Potential role of some nutraceuticals in neurotoxicity induced by aluminum oxide in experimental animal model

The present study aimed to evaluate neurorestorative potential of lecithin (L) and/or gallic acid (GA) in alleviating aluminum (Al)-induced neurotoxicity in rat brain. Rats were classified into seven groups: Group (1): served as control, Groups (2)&(3): received lecithin or gallic acid in a dose of 100 mg/kg body weight. Group (4): received Al in a dose of 300 mg/kg body weight, Group (5): received Al + lecithin, Group (6): received Al + gallic acid and Group (7): received Al + lecithin+ gallic acid. Rats treated orally for 28 days (5days/week). Al induced a significant increase in AChE activity, along with a significant decrease in dopamine (DA), norepinephrine (NE) and serotonin (5-HT) levels. Al treatment resulted in significant increase in malondialdehyde (MDA), nitric oxide (NO) and oxidized glutathione (GSSG) content.

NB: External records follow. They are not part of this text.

/// Token Holder Analysis Module
///
/// Concentration heuristics over the largest token accounts of a mint:
/// - top-10 share of supply (also reported as insiders)
/// - share of sampled accounts holding under the small-holder threshold (snipers)
/// - share of sampled accounts holding over the large-holder threshold (dev)
/// - combined supply share of those large holders (bundlers)
use crate::config::AnalyticsConfig;
use crate::rpc::{TokenAccountBalance, TokenSupply};
use crate::utils::format_pct;

use super::types::HolderAnalytics;

/// Compute holder analytics; a zero supply or empty sample yields neutral values
pub fn compute_holder_analytics(
    accounts: &[TokenAccountBalance],
    supply: &TokenSupply,
    config: &AnalyticsConfig,
) -> HolderAnalytics {
    if supply.amount == 0 || accounts.is_empty() {
        return HolderAnalytics::neutral();
    }

    let total = supply.amount as f64;
    let sampled = accounts.len() as f64;

    let mut amounts: Vec<u64> = accounts.iter().map(|a| a.amount).collect();
    amounts.sort_unstable_by(|a, b| b.cmp(a));

    let share_pct = |amount: u64| (amount as f64) / total * 100.0;

    let top10: f64 = amounts.iter().take(10).map(|a| *a as f64).sum::<f64>() / total * 100.0;

    let small_count = amounts
        .iter()
        .filter(|a| share_pct(**a) < config.small_holder_threshold_pct)
        .count();

    let large: Vec<u64> = amounts
        .iter()
        .copied()
        .filter(|a| share_pct(*a) > config.large_holder_threshold_pct)
        .collect();

    let bundlers: f64 = large.iter().map(|a| *a as f64).sum::<f64>() / total * 100.0;

    HolderAnalytics {
        top10_holders_pct: format_pct(top10),
        dev_holders_pct: format_pct((large.len() as f64) / sampled * 100.0),
        snipers_holders_pct: format_pct((small_count as f64) / sampled * 100.0),
        insiders_pct: format_pct(top10),
        bundlers_pct: format_pct(bundlers),
        sampled_accounts: accounts.len(),
    }
}
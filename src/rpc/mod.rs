/// Chain access for the pipeline
///
/// Everything the monitor reads from the chain goes through `ChainReader`,
/// so the pipeline can run against an in-memory chain in tests. `RpcClient`
/// is the JSON-RPC implementation used in production.
pub mod client;
pub mod types;

pub use client::RpcClient;
pub use types::{
    AccountData, InstructionRecord, ParsedTransaction, PostTokenBalance, SignatureInfo,
    TokenAccountBalance, TokenSupply,
};

use crate::errors::MonitorResult;
use async_trait::async_trait;
use solana_sdk::pubkey::Pubkey;

#[async_trait]
pub trait ChainReader: Send + Sync {
    /// `Ok(None)` when the node does not (yet) know the signature
    async fn get_transaction(&self, signature: &str) -> MonitorResult<Option<ParsedTransaction>>;

    /// `Ok(None)` when the account does not exist
    async fn get_account(&self, address: &Pubkey) -> MonitorResult<Option<AccountData>>;

    /// Largest holders of a mint, largest first (the node returns at most 20)
    async fn get_token_largest_accounts(&self, mint: &Pubkey) -> MonitorResult<Vec<TokenAccountBalance>>;

    /// Fails for addresses that are not token mints
    async fn get_token_supply(&self, mint: &Pubkey) -> MonitorResult<TokenSupply>;

    /// Most recent signatures touching `address`, newest first
    async fn get_signatures_for_address(&self, address: &Pubkey, limit: usize)
        -> MonitorResult<Vec<SignatureInfo>>;
}
/// Core logging implementation with automatic filtering
///
/// Filtering rules:
/// 1. Errors are always shown
/// 2. Warning/Info are compared against the minimum level threshold
/// 3. Debug requires `--debug-<tag>` (or `--verbose`)
/// 4. Verbose requires `--verbose` or `--verbose-<tag>`
/// 5. If enabled_tags is non-empty, the tag must be in the set
use super::config::{
    get_logger_config, is_debug_enabled_for_tag, is_verbose_enabled_for_tag, LoggerConfig,
};
use super::levels::LogLevel;
use super::tags::LogTag;

pub fn should_log_with(config: &LoggerConfig, tag: &LogTag, level: LogLevel) -> bool {
    if level == LogLevel::Error {
        return true;
    }

    if !config.enabled_tags.is_empty() && !config.enabled_tags.contains(&tag.to_debug_key()) {
        return false;
    }

    match level {
        LogLevel::Debug => is_debug_enabled_for_tag(config, tag),
        LogLevel::Verbose => is_verbose_enabled_for_tag(config, tag),
        _ => level <= config.min_level,
    }
}

pub fn should_log(tag: &LogTag, level: LogLevel) -> bool {
    should_log_with(&get_logger_config(), tag, level)
}

/// Filter, then hand off to the formatter.
///
/// `log_type` is the label printed in the type column; for the level helpers
/// it is the level name, for `logger::log` it is the caller's label.
pub fn log_internal(tag: LogTag, level: LogLevel, log_type: &str, message: &str) {
    if !should_log(&tag, level) {
        return;
    }

    super::format::format_and_log(&tag, log_type, message);
}

#[cfg(test)]
mod tests {
    use super::*;
    use std::collections::HashSet;

    #[test]
    fn test_errors_always_pass() {
        let mut config = LoggerConfig::default();
        config.min_level = LogLevel::Warning;
        config.enabled_tags = HashSet::from(["rpc".to_string()]);
        assert!(should_log_with(&config, &LogTag::Monitor, LogLevel::Error));
    }

    #[test]
    fn test_debug_gated_per_tag() {
        let mut config = LoggerConfig::default();
        config.debug_tags.insert("metadata".to_string());
        assert!(should_log_with(&config, &LogTag::Metadata, LogLevel::Debug));
        assert!(!should_log_with(&config, &LogTag::Monitor, LogLevel::Debug));
        assert!(!should_log_with(&config, &LogTag::Metadata, LogLevel::Verbose));
    }

    #[test]
    fn test_quiet_hides_info() {
        let mut config = LoggerConfig::default();
        config.min_level = LogLevel::Warning;
        assert!(!should_log_with(&config, &LogTag::Monitor, LogLevel::Info));
        assert!(should_log_with(&config, &LogTag::Monitor, LogLevel::Warning));
    }
}
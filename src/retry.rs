/// Bounded retry with a fixed delay between attempts
///
/// Every network call in the pipeline goes through a `RetryPolicy`. When a
/// shutdown signal is attached, a pending delay ends early on shutdown and the
/// last error is returned instead of sleeping it out. Errors that are not
/// retryable (`MonitorError::is_retryable`) are returned on the first attempt.
use std::future::Future;
use std::time::Duration;

use crate::config::RetryConfig;
use crate::errors::MonitorResult;
use crate::logger::{self, LogTag};
use crate::shutdown::ShutdownSignal;
use crate::utils::check_shutdown_or_delay;

#[derive(Debug, Clone)]
pub struct RetryPolicy {
    max_attempts: u32,
    delay: Duration,
    shutdown: Option<ShutdownSignal>,
}

impl RetryPolicy {
    /// `max_attempts` of 0 is treated as 1
    pub fn new(max_attempts: u32, delay: Duration) -> Self {
        Self {
            max_attempts: max_attempts.max(1),
            delay,
            shutdown: None,
        }
    }

    pub fn from_config(config: &RetryConfig) -> Self {
        Self::new(config.max_attempts, Duration::from_millis(config.delay_ms))
    }

    pub fn with_shutdown(mut self, shutdown: ShutdownSignal) -> Self {
        self.shutdown = Some(shutdown);
        self
    }

    pub fn max_attempts(&self) -> u32 {
        self.max_attempts
    }

    /// Run `operation` until it succeeds or `max_attempts` is exhausted
    pub async fn run<T, F, Fut>(&self, label: &str, mut operation: F) -> MonitorResult<T>
    where
        F: FnMut() -> Fut,
        Fut: Future<Output = MonitorResult<T>>,
    {
        let mut attempt = 0u32;

        loop {
            attempt += 1;

            let err = match operation().await {
                Ok(value) => {
                    if attempt > 1 {
                        logger::debug(
                            LogTag::Rpc,
                            &format!("{} succeeded on attempt {}/{}", label, attempt, self.max_attempts),
                        );
                    }
                    return Ok(value);
                }
                Err(e) => e,
            };

            // Malformed data and bad addresses fail the same way on every attempt
            if !err.is_retryable() || attempt >= self.max_attempts {
                return Err(err);
            }

            logger::warning(
                LogTag::Rpc,
                &format!(
                    "{} attempt {}/{} failed, retrying in {}ms: {}",
                    label,
                    attempt,
                    self.max_attempts,
                    self.delay.as_millis(),
                    err
                ),
            );

            match &self.shutdown {
                Some(shutdown) => {
                    if check_shutdown_or_delay(shutdown, self.delay).await {
                        return Err(err);
                    }
                }
                None => tokio::time::sleep(self.delay).await,
            }
        }
    }
}
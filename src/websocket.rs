use futures_util::{SinkExt, StreamExt};
use serde::{Deserialize, Serialize};
use std::time::Duration;
use tokio::sync::mpsc;
use tokio_tungstenite::{connect_async, tungstenite::Message};

use crate::arguments::is_debug_websocket_enabled;
use crate::errors::{MonitorError, MonitorResult};
use crate::logger::{self, log, LogTag};
use crate::shutdown::ShutdownSignal;
use crate::utils::{check_shutdown_or_delay, safe_truncate};

/// One log notification for a transaction that mentioned the watched program
#[derive(Debug, Clone, PartialEq)]
pub struct LogEvent {
    pub signature: String,
    pub logs: Vec<String>,
    /// The transaction failed on chain
    pub has_error: bool,
    pub slot: u64,
}

impl LogEvent {
    pub fn new(signature: &str, logs: Vec<String>) -> Self {
        Self {
            signature: signature.to_string(),
            logs,
            has_error: false,
            slot: 0,
        }
    }
}

/// WebSocket subscription request
#[derive(Serialize)]
struct SubscribeRequest {
    jsonrpc: &'static str,
    id: u64,
    method: &'static str,
    params: Vec<serde_json::Value>,
}

/// Either a subscription confirmation (`result`) or a `logsNotification`
#[derive(Deserialize, Debug)]
struct IncomingMessage {
    method: Option<String>,
    params: Option<NotificationParams>,
    result: Option<serde_json::Value>,
    error: Option<serde_json::Value>,
}

#[derive(Deserialize, Debug)]
struct NotificationParams {
    result: Option<NotificationResult>,
}

#[derive(Deserialize, Debug)]
struct NotificationResult {
    context: Option<NotificationContext>,
    value: Option<LogsValue>,
}

#[derive(Deserialize, Debug)]
struct NotificationContext {
    slot: u64,
}

#[derive(Deserialize, Debug)]
struct LogsValue {
    signature: String,
    err: Option<serde_json::Value>,
    #[serde(default)]
    logs: Option<Vec<String>>,
}

#[derive(Debug, PartialEq)]
pub(crate) enum Incoming {
    Subscribed(u64),
    Log(LogEvent),
    Rejected(String),
    Ignored,
}

pub(crate) fn parse_message(text: &str) -> MonitorResult<Incoming> {
    let message: IncomingMessage = serde_json::from_str(text)?;

    if let Some(error) = message.error {
        return Ok(Incoming::Rejected(error.to_string()));
    }

    if message.method.as_deref() == Some("logsNotification") {
        let result = message.params.and_then(|p| p.result);
        let slot = result
            .as_ref()
            .and_then(|r| r.context.as_ref())
            .map(|c| c.slot)
            .unwrap_or(0);

        return Ok(match result.and_then(|r| r.value) {
            Some(value) => Incoming::Log(LogEvent {
                signature: value.signature,
                logs: value.logs.unwrap_or_default(),
                has_error: value.err.map(|e| !e.is_null()).unwrap_or(false),
                slot,
            }),
            None => Incoming::Ignored,
        });
    }

    match message.result.and_then(|r| r.as_u64()) {
        Some(id) => Ok(Incoming::Subscribed(id)),
        None => Ok(Incoming::Ignored),
    }
}

enum StreamEnd {
    Shutdown,
    ReceiverDropped,
    Disconnected,
}

/// Live `logsSubscribe` subscription with automatic reconnect
///
/// Events are forwarded in arrival order over an unbounded channel. The loop
/// ends on shutdown or when the receiving side is dropped.
pub struct LogStreamSubscriber {
    ws_url: String,
    program_id: String,
    reconnect_delay: Duration,
    shutdown: ShutdownSignal,
    sender: mpsc::UnboundedSender<LogEvent>,
}

impl LogStreamSubscriber {
    pub fn new(
        ws_url: &str,
        program_id: &str,
        reconnect_delay: Duration,
        shutdown: ShutdownSignal,
    ) -> (Self, mpsc::UnboundedReceiver<LogEvent>) {
        let (sender, receiver) = mpsc::unbounded_channel();

        let subscriber = Self {
            ws_url: ws_url.to_string(),
            program_id: program_id.to_string(),
            reconnect_delay,
            shutdown,
            sender,
        };

        (subscriber, receiver)
    }

    /// Connect, subscribe and forward events until shutdown
    pub async fn run(self) {
        loop {
            if self.shutdown.is_triggered() {
                break;
            }

            log(
                LogTag::Websocket,
                "CONNECT",
                &format!("🔄 Connecting to WebSocket: {}", self.ws_url),
            );

            match self.connect_and_listen().await {
                Ok(StreamEnd::Shutdown) | Ok(StreamEnd::ReceiverDropped) => break,
                Ok(StreamEnd::Disconnected) => {
                    log(
                        LogTag::Websocket,
                        "RECONNECT",
                        &format!(
                            "WebSocket closed - reconnecting in {}s",
                            self.reconnect_delay.as_secs()
                        ),
                    );
                }
                Err(e) => {
                    log(
                        LogTag::Websocket,
                        "ERROR",
                        &format!(
                            "WebSocket error: {} - reconnecting in {}s",
                            e,
                            self.reconnect_delay.as_secs()
                        ),
                    );
                }
            }

            if check_shutdown_or_delay(&self.shutdown, self.reconnect_delay).await {
                break;
            }
        }

        log(LogTag::Websocket, "STOP", "WebSocket monitoring stopped");
    }

    async fn connect_and_listen(&self) -> MonitorResult<StreamEnd> {
        let (ws_stream, _) = connect_async(self.ws_url.as_str())
            .await
            .map_err(|e| MonitorError::Subscription(format!("Failed to connect to WebSocket: {}", e)))?;

        let (mut ws_sender, mut ws_receiver) = ws_stream.split();

        let subscribe = SubscribeRequest {
            jsonrpc: "2.0",
            id: 1,
            method: "logsSubscribe",
            params: vec![
                serde_json::json!({ "mentions": [self.program_id] }),
                serde_json::json!({ "commitment": "confirmed" }),
            ],
        };

        ws_sender
            .send(Message::Text(serde_json::to_string(&subscribe)?))
            .await
            .map_err(|e| MonitorError::Subscription(format!("Failed to send subscription: {}", e)))?;

        log(
            LogTag::Websocket,
            "SUBSCRIBE",
            &format!("📡 Subscribing to logs mentioning {}", self.program_id),
        );

        let mut subscription_id: Option<u64> = None;

        loop {
            let message = tokio::select! {
                _ = self.shutdown.wait() => {
                    if let Some(id) = subscription_id {
                        let unsubscribe = serde_json::json!({
                            "jsonrpc": "2.0",
                            "id": 2,
                            "method": "logsUnsubscribe",
                            "params": [id]
                        });
                        let _ = ws_sender.send(Message::Text(unsubscribe.to_string())).await;
                    }
                    let _ = ws_sender.send(Message::Close(None)).await;
                    return Ok(StreamEnd::Shutdown);
                }
                message = ws_receiver.next() => message,
            };

            let text = match message {
                Some(Ok(Message::Text(text))) => text,
                Some(Ok(Message::Close(_))) | None => {
                    log(LogTag::Websocket, "CLOSE", "WebSocket connection closed by server");
                    return Ok(StreamEnd::Disconnected);
                }
                // Ping/pong and binary frames carry no notifications
                Some(Ok(_)) => continue,
                Some(Err(e)) => {
                    return Err(MonitorError::Subscription(format!("WebSocket read failed: {}", e)));
                }
            };

            match parse_message(&text) {
                Ok(Incoming::Log(event)) => {
                    if is_debug_websocket_enabled() {
                        log(
                            LogTag::Websocket,
                            "NEW_TX",
                            &format!("🆕 Log event for {}", safe_truncate(&event.signature, 8)),
                        );
                    }
                    if self.sender.send(event).is_err() {
                        log(
                            LogTag::Websocket,
                            "CHANNEL_ERROR",
                            "Event receiver dropped - stopping subscription",
                        );
                        return Ok(StreamEnd::ReceiverDropped);
                    }
                }
                Ok(Incoming::Subscribed(id)) => {
                    subscription_id = Some(id);
                    log(
                        LogTag::Websocket,
                        "SUBSCRIBED",
                        &format!("✅ WebSocket subscription confirmed: {}", id),
                    );
                }
                Ok(Incoming::Rejected(error)) => {
                    return Err(MonitorError::Subscription(format!("Subscription rejected: {}", error)));
                }
                Ok(Incoming::Ignored) => {
                    logger::verbose(LogTag::Websocket, "Ignoring message without a log notification");
                }
                Err(e) => {
                    if is_debug_websocket_enabled() {
                        log(
                            LogTag::Websocket,
                            "DEBUG",
                            &format!("Unparsable WebSocket message: {}", e),
                        );
                    }
                }
            }
        }
    }
}

#[cfg(test)]
mod tests {
    use super::*;

    #[test]
    fn test_parse_subscription_confirmation() {
        let parsed = parse_message(r#"{"jsonrpc":"2.0","result":24040,"id":1}"#).unwrap();
        assert_eq!(parsed, Incoming::Subscribed(24040));
    }

    #[test]
    fn test_parse_logs_notification() {
        let text = r#"{
            "jsonrpc": "2.0",
            "method": "logsNotification",
            "params": {
                "result": {
                    "context": { "slot": 5208469 },
                    "value": {
                        "signature": "5h6xBEauJ3PK6SWCZ1PGjBvj8vDdWG3KpwATGy1ARAXFSDwt8GFXM7W5Ncn16wmqokgpiKRLuS83KUxyZyv2sUYv",
                        "err": null,
                        "logs": [
                            "Program WLHv2UAZm6z4KyaaELi5pjdbJh6RESMva1Rnn8pJVVh invoke [1]",
                            "Program log: Instruction: Initialize"
                        ]
                    }
                },
                "subscription": 24040
            }
        }"#;

        match parse_message(text).unwrap() {
            Incoming::Log(event) => {
                assert!(event.signature.starts_with("5h6xBEau"));
                assert_eq!(event.slot, 5208469);
                assert_eq!(event.logs.len(), 2);
                assert!(!event.has_error);
            }
            other => panic!("unexpected message: {:?}", other),
        }
    }

    #[test]
    fn test_parse_failed_transaction_notification() {
        let text = r#"{"jsonrpc":"2.0","method":"logsNotification","params":{"result":{"context":{"slot":1},
            "value":{"signature":"SIG","err":{"InstructionError":[0,{"Custom":6001}]},"logs":null}},"subscription":1}}"#;

        match parse_message(text).unwrap() {
            Incoming::Log(event) => {
                assert!(event.has_error);
                assert!(event.logs.is_empty());
            }
            other => panic!("unexpected message: {:?}", other),
        }
    }

    #[test]
    fn test_parse_rejection_and_garbage() {
        let rejected =
            parse_message(r#"{"jsonrpc":"2.0","error":{"code":-32602,"message":"Invalid params"},"id":1}"#).unwrap();
        assert!(matches!(rejected, Incoming::Rejected(_)));
        assert!(parse_message("not json").is_err());
    }
}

On the contrary, Al caused a significant decrease in glutathione (GSH) and GSH/GSSG ratio. As well as, it stimulates an apoptotic signaling program by increase of Bax, caspase-3 and Bax/Bcl-2 ratio accompanied with decrease of Bcl-2 in the tested brain areas. Histopathological examination confirms the biochemical results. Conclusively, treatment with lecithin and/or gallic acid can retrieve the effect of aluminum toxicities on the basis of cholinergic, dopaminergic, oxidative, and apoptotic status.